I am skeptical of defenses based on expiration times, but if that's
what you want, you can certainly time out your URLs, just as you do
your session ids.

> > Unfortunately, browsers are very promiscuous with HTTP
> > authentication credentials in other ways. For example,
> > consider a resource at my bank which will perform a spend
> > when sent a POST with the expected HTTP Auth credentials.
> > This resource may be located at <https://bank/account/pay>.
> > Imagine I log into my bank account, check on some pending
> > transactions and then go visit some interesting blogs.
> > At the end of a blog post is a form submission button that
> > claims to create a blog post comment. The form actually
> > points to <https://bank/account/pay> and does a spend when I
> > click on it. I click on the button, and my browser does the
> > form POST, happily responding to the bank's HTTP Auth
> > challenge using it's cached copy of my password. The spend
> > goes through as it was sent from my machine, using my password.
>
> Yes, I read that example in the REST group archive.
>
> It is an interesting attack, but one the user can work around. For
> instance, in IE if you open your session to the bank in a separate
> instance of IE (instead of just a separate window) then the credentials
> won't be shared. I don't think Firefox lets to start multiple instances,
> though (on Windows anyway)

I don't think this is an acceptable state of affairs, but beyond that,
this example is just that, an example. This type of attack is present
in many browser and non-browser scenarios. Really, it can be done
anytime you are using ACL based authorization. The problem is that the
user's authority gets paired with an identifier selected by the
attacker. Whenever your software accepts an identifier from a
potential attacker, you are vulnerable to this kind of attack. This is
really serious if you think about what software does. Basically, all
software does is pass around identifiers, and each transfer is an
attack point when you are using ACL based authorization.

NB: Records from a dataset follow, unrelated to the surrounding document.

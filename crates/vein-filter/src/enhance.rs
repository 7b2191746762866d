//! Tone reproduction curve (TRC) mapping
//!
//! Point operations on 8-bit values are expressed as 256-entry lookup
//! tables and applied with [`trc_map`].

use crate::{FilterError, FilterResult};
use vein_core::{Pix, PixMut, PixelDepth, color};

/// A 256-entry lookup table for tone reproduction curve mapping.
///
/// Maps input pixel values [0..255] to output pixel values [0..255].
pub type TrcLut = [u8; 256];

/// Generate a power-law gamma TRC.
///
/// `output = clip(round(255 * (input / 255) ^ gamma), 0, 255)`, evaluated
/// in `f32`. Values of `gamma` above 1.0 darken shadows; below 1.0 they
/// lighten them.
///
/// # Errors
///
/// Returns [`FilterError::InvalidParameters`] if `gamma <= 0` or is not
/// finite.
pub fn gamma_trc(gamma: f32) -> FilterResult<TrcLut> {
    if !gamma.is_finite() || gamma <= 0.0 {
        return Err(FilterError::InvalidParameters(format!(
            "gamma must be > 0.0, got {}",
            gamma
        )));
    }

    let mut lut = [0u8; 256];
    for (i, entry) in lut.iter_mut().enumerate() {
        let x = i as f32 / 255.0;
        let mapped = x.powf(gamma) * 255.0;
        *entry = mapped.round().clamp(0.0, 255.0) as u8;
    }
    Ok(lut)
}

/// Generate a linear stretch TRC with absolute value and saturation.
///
/// `output = saturate(round_half_even(|input * alpha + beta|))`,
/// evaluated in `f32`.
pub fn linear_trc(alpha: f32, beta: f32) -> TrcLut {
    let mut lut = [0u8; 256];
    for (i, entry) in lut.iter_mut().enumerate() {
        let v = (i as f32 * alpha + beta).abs();
        *entry = color::saturate_u8(v);
    }
    lut
}

/// Apply a TRC lookup table to an 8 bpp or 32 bpp image in-place.
///
/// For 32 bpp images the table is applied to each of R, G, B.
pub fn trc_map(pix: &mut PixMut, lut: &TrcLut) -> FilterResult<()> {
    let d = pix.depth();
    let w = pix.width();
    let h = pix.height();

    match d {
        PixelDepth::Bit8 => {
            for y in 0..h {
                for x in 0..w {
                    let val = pix.get_pixel_unchecked(x, y) as usize;
                    pix.set_pixel_unchecked(x, y, lut[val] as u32);
                }
            }
        }
        PixelDepth::Bit32 => {
            for y in 0..h {
                for x in 0..w {
                    let (r, g, b) = color::extract_rgb(pix.get_pixel_unchecked(x, y));
                    let pixel =
                        color::compose_rgb(lut[r as usize], lut[g as usize], lut[b as usize]);
                    pix.set_pixel_unchecked(x, y, pixel);
                }
            }
        }
        PixelDepth::Bit1 => {
            return Err(FilterError::UnsupportedDepth {
                expected: "8 or 32 bpp",
                actual: d.bits(),
            });
        }
    }

    Ok(())
}

fn map_copy(pix: &Pix, lut: &TrcLut) -> FilterResult<Pix> {
    let mut pm = pix.to_mut();
    trc_map(&mut pm, lut)?;
    Ok(pm.into())
}

/// Apply a gamma TRC to an image.
///
/// Returns a new image; the input is unchanged.
pub fn gamma_trc_pix(pix: &Pix, gamma: f32) -> FilterResult<Pix> {
    let lut = gamma_trc(gamma)?;
    map_copy(pix, &lut)
}

/// Apply a linear stretch TRC to an image.
///
/// Returns a new image; the input is unchanged.
pub fn linear_trc_pix(pix: &Pix, alpha: f32, beta: f32) -> FilterResult<Pix> {
    let lut = linear_trc(alpha, beta);
    map_copy(pix, &lut)
}

#[cfg(test)]
mod tests {
    use super::*;

    #[test]
    fn test_gamma_trc_endpoints_and_monotone() {
        let lut = gamma_trc(2.2).unwrap();
        assert_eq!(lut[0], 0);
        assert_eq!(lut[255], 255);
        assert_eq!(lut[30], 2);
        assert_eq!(lut[200], 149);
        // 255 * (128/255)^2.2 = 55.98 rounds up
        assert_eq!(lut[128], 56);
        assert!(lut.windows(2).all(|w| w[0] <= w[1]));
        assert!(gamma_trc(0.0).is_err());
        assert!(gamma_trc(f32::NAN).is_err());
    }

    #[test]
    fn test_linear_trc_saturates_and_rounds_even() {
        let lut = linear_trc(1.9, 0.0);
        assert_eq!(lut[0], 0);
        assert_eq!(lut[2], 4);
        assert_eq!(lut[100], 190);
        assert_eq!(lut[135], 255);
        assert_eq!(lut[255], 255);

        let half = linear_trc(0.5, 0.0);
        assert_eq!(half[1], 0);
        assert_eq!(half[3], 2);
        assert_eq!(half[5], 2);
    }

    #[test]
    fn test_trc_map_rgb_and_binary() {
        let mut pm = Pix::new(1, 1, PixelDepth::Bit32).unwrap().to_mut();
        pm.set_rgb(0, 0, 10, 20, 30).unwrap();
        let lut = linear_trc(2.0, 0.0);
        trc_map(&mut pm, &lut).unwrap();
        let pix: Pix = pm.into();
        assert_eq!(pix.get_rgb(0, 0), Some((20, 40, 60)));

        let mut bin = Pix::new(1, 1, PixelDepth::Bit1).unwrap().to_mut();
        assert!(trc_map(&mut bin, &lut).is_err());
    }
}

A capability-based design is not vulnerable to this kind of attack.

> The other thing is that both the bank and the user can limit the
> timeframe of potential secutiry breaches and increase security by either
> (a) enforcing short session time outs and/or (b) logging out of the
> application.

Software attacks are automated attacks. Human scale timeouts are futile.

Thanks for your comments. It's great to have an excuse to talk about this stuff.